> TASK BRIEF
Which lines of the records below contain the word "DiscoveryTicker"? Show each one.

(STUDY MATERIAL begins)

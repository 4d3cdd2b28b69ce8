//! Discovery over FTP.
//!
//! A bare host or a mount root is expanded into the known game directories
//! below each mount point. Every subdirectory of a games directory is a
//! candidate. A candidate holding a metadata directory is a content root;
//! otherwise its subdirectories are searched a few levels deeper.

use std::collections::VecDeque;
use std::path::PathBuf;
use std::sync::Arc;
use std::time::Duration;
use tracing::{debug, info, warn};

use super::DiscoveryTicker;
use crate::cancel::CancelToken;
use crate::config::EngineConfig;
use crate::content::{dedupe, ContentUnit, Location};
use crate::descriptor::{
    extract_identity_key, is_metadata_dir_name, read_descriptor, Descriptor, DESCRIPTOR_FILE, ICON_CANDIDATES,
};
use crate::errors::{VaultError, VaultResult};
use crate::ftp::walker::list_dir;
use crate::ftp::{join_remote, normalize_remote, RemoteEntry, SharedFtp};
use crate::progress::ProgressSink;
use crate::walker::SkipRules;

pub struct FtpDiscovery<'a> {
    config: &'a EngineConfig,
    ftp: &'a SharedFtp,
    skip: SkipRules,
    list_timeout: Duration,
}

impl<'a> FtpDiscovery<'a> {
    pub fn new(config: &'a EngineConfig, ftp: &'a SharedFtp) -> VaultResult<Self> {
        Ok(Self {
            config,
            ftp,
            skip: config.skip_rules()?,
            list_timeout: Duration::from_secs(config.ftp.list_timeout_secs),
        })
    }

    /// Directories to look for candidates in. The given path itself unless
    /// it is `/` or a mount point, in which case the game directories below
    /// it that can be listed.
    async fn games_dirs(&self, start: &str) -> VaultResult<Vec<String>> {
        let settings = &self.config.ftp;
        let mounts: Vec<String> = if start == "/" {
            settings.mount_points.iter().map(|m| normalize_remote(m)).collect()
        } else if settings
            .mount_points
            .iter()
            .any(|m| normalize_remote(m).eq_ignore_ascii_case(start))
        {
            vec![start.to_string()]
        } else {
            return Ok(vec![start.to_string()]);
        };

        let mut found = Vec::new();
        for mount in &mounts {
            for sub in &settings.game_subdirs {
                let dir = join_remote(mount, sub);
                match list_dir(self.ftp, &dir, self.list_timeout).await {
                    Ok(_) => found.push(dir),
                    Err(e) => debug!("No games directory at {}: {}", dir, e),
                }
            }
        }
        if found.is_empty() {
            info!("No known games directory under {}, scanning it directly", start);
            found.push(start.to_string());
        }
        Ok(found)
    }

    /// Content roots at or below `candidate`, without entering a root once found.
    async fn roots_below(&self, candidate: &str, cancel: &CancelToken) -> VaultResult<Vec<(String, Vec<RemoteEntry>)>> {
        let mut roots = Vec::new();
        let mut queue = VecDeque::from([(candidate.to_string(), 0usize)]);
        while let Some((dir, depth)) = queue.pop_front() {
            cancel.check()?;
            let entries = match list_dir(self.ftp, &dir, self.list_timeout).await {
                Ok(entries) => entries,
                Err(e) => {
                    warn!("Skipping unreadable remote directory {}: {}", dir, e);
                    continue;
                }
            };
            if entries.iter().any(|e| e.is_dir() && is_metadata_dir_name(&e.name)) {
                roots.push((dir, entries));
                continue;
            }
            if depth < self.config.ftp.scan_depth {
                queue.extend(
                    entries
                        .iter()
                        .filter(|e| e.is_dir() && !self.skip.is_skipped(&e.name))
                        .map(|e| (join_remote(&dir, &e.name), depth + 1)),
                );
            }
        }
        Ok(roots)
    }

    /// Every content unit reachable from the connection's path, deduplicated.
    pub async fn discover(&self, sink: Arc<dyn ProgressSink>, cancel: &CancelToken) -> VaultResult<Vec<ContentUnit>> {
        let start = normalize_remote(&self.ftp.endpoint().path);
        info!("Scanning {}{}", self.ftp.endpoint().base_url(), start);

        let mut candidates = Vec::new();
        for games_dir in self.games_dirs(&start).await? {
            let entries = match list_dir(self.ftp, &games_dir, self.list_timeout).await {
                Ok(entries) => entries,
                Err(e) if games_dir == start => {
                    return Err(match e {
                        VaultError::Timeout(_) => e,
                        other => VaultError::SourceNotFound(format!(
                            "{}{}: {}",
                            self.ftp.endpoint().base_url(),
                            start,
                            other
                        )),
                    })
                }
                Err(e) => {
                    warn!("Skipping {}: {}", games_dir, e);
                    continue;
                }
            };
            candidates.extend(
                entries
                    .into_iter()
                    .filter(|e| e.is_dir() && !self.skip.is_skipped(&e.name))
                    .map(|e| join_remote(&games_dir, &e.name)),
            );
        }

        let mut ticker = DiscoveryTicker::new(sink, self.config.progress_every, candidates.len());
        let mut units = Vec::new();
        for candidate in &candidates {
            cancel.check()?;
            ticker.tick(&format!("{}{}", self.ftp.endpoint().base_url(), candidate));
            for (root, entries) in self.roots_below(candidate, cancel).await? {
                if let Some(unit) = self.describe(&root, &entries).await? {
                    units.push(unit);
                }
            }
        }

        let units = dedupe(units);
        info!("Found {} content unit(s) over FTP", units.len());
        Ok(units)
    }

    /// Fetches and parses the descriptor of a content root, plus its cover.
    async fn describe(&self, root: &str, entries: &[RemoteEntry]) -> VaultResult<Option<ContentUnit>> {
        let Some(meta_name) = entries
            .iter()
            .find(|e| e.is_dir() && is_metadata_dir_name(&e.name))
            .map(|e| e.name.clone())
        else {
            return Ok(None);
        };
        let meta_dir = join_remote(root, &meta_name);
        let meta_entries = match list_dir(self.ftp, &meta_dir, self.list_timeout).await {
            Ok(entries) => entries,
            Err(e) => {
                warn!("Cannot list {}: {}", meta_dir, e);
                return Ok(None);
            }
        };
        let Some(descriptor_name) = meta_entries
            .iter()
            .find(|e| e.is_file() && e.name.eq_ignore_ascii_case(DESCRIPTOR_FILE))
            .map(|e| e.name.clone())
        else {
            debug!("No descriptor in {}", meta_dir);
            return Ok(None);
        };
        let descriptor_path = join_remote(&meta_dir, &descriptor_name);
        let Some(descriptor) = self.fetch_descriptor(&descriptor_path).await? else {
            return Ok(None);
        };

        let folder = crate::ftp::remote_basename(root).unwrap_or_default().to_string();
        let identity = descriptor
            .identity_key()
            .or_else(|| extract_identity_key(&folder));
        let cache_name = identity.clone().unwrap_or_else(|| folder.clone());
        let cover = self.fetch_cover(&meta_dir, &meta_entries, &cache_name).await;

        Ok(Some(
            ContentUnit::new(
                Location::ftp(self.ftp.endpoint().clone(), root),
                Some(descriptor_path),
                Some(descriptor),
                identity,
            )
            .with_icon(cover),
        ))
    }

    /// Downloads the descriptor into a temporary file that is removed on every path.
    async fn fetch_descriptor(&self, remote: &str) -> VaultResult<Option<Descriptor>> {
        let scratch = tempfile::Builder::new()
            .prefix("ps5vault-param-")
            .suffix(".json")
            .tempfile()?;
        let local = scratch.path().to_path_buf();
        let from = remote.to_string();
        if let Err(e) = self.ftp.run(move |client| client.download(&from, &local)).await {
            warn!("Cannot fetch {}: {}", remote, e);
            return Ok(None);
        }
        Ok(read_descriptor(scratch.path()).await)
    }

    /// First known cover image, cached locally. Absence is not an error.
    async fn fetch_cover(&self, meta_dir: &str, meta_entries: &[RemoteEntry], cache_name: &str) -> Option<PathBuf> {
        let name = ICON_CANDIDATES.iter().find_map(|candidate| {
            meta_entries
                .iter()
                .find(|e| e.is_file() && e.name.eq_ignore_ascii_case(candidate))
                .map(|e| e.name.clone())
        })?;
        let endpoint = self.ftp.endpoint();
        let dir = self
            .config
            .cover_cache_root()
            .join(format!("{}_{}", sanitize(&endpoint.host), endpoint.port))
            .join(sanitize(cache_name));
        if let Err(e) = tokio::fs::create_dir_all(&dir).await {
            warn!("Cannot create cover cache {:?}: {}", dir, e);
            return None;
        }
        let local = dir.join(&name);
        let remote = join_remote(meta_dir, &name);
        let target = local.clone();
        match self.ftp.run(move |client| client.download(&remote, &target)).await {
            Ok(_) => Some(local),
            Err(e) => {
                debug!("No cover fetched for {}: {}", cache_name, e);
                let _ = tokio::fs::remove_file(&local).await;
                None
            }
        }
    }
}

fn sanitize(name: &str) -> String {
    name.chars()
        .map(|c| if c.is_ascii_alphanumeric() || c == '-' || c == '.' { c } else { '_' })
        .collect()
}

/// Convenience wrapper used by the facade.
pub async fn discover_ftp(
    config: &EngineConfig,
    ftp: &SharedFtp,
    sink: Arc<dyn ProgressSink>,
    cancel: &CancelToken,
) -> VaultResult<Vec<ContentUnit>> {
    FtpDiscovery::new(config, ftp)?.discover(sink, cancel).await
}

(STUDY MATERIAL ends)

> ANSWER TO THE EXERCISE
use super::DiscoveryTicker;
        let mut ticker = DiscoveryTicker::new(sink, self.config.progress_every, candidates.len());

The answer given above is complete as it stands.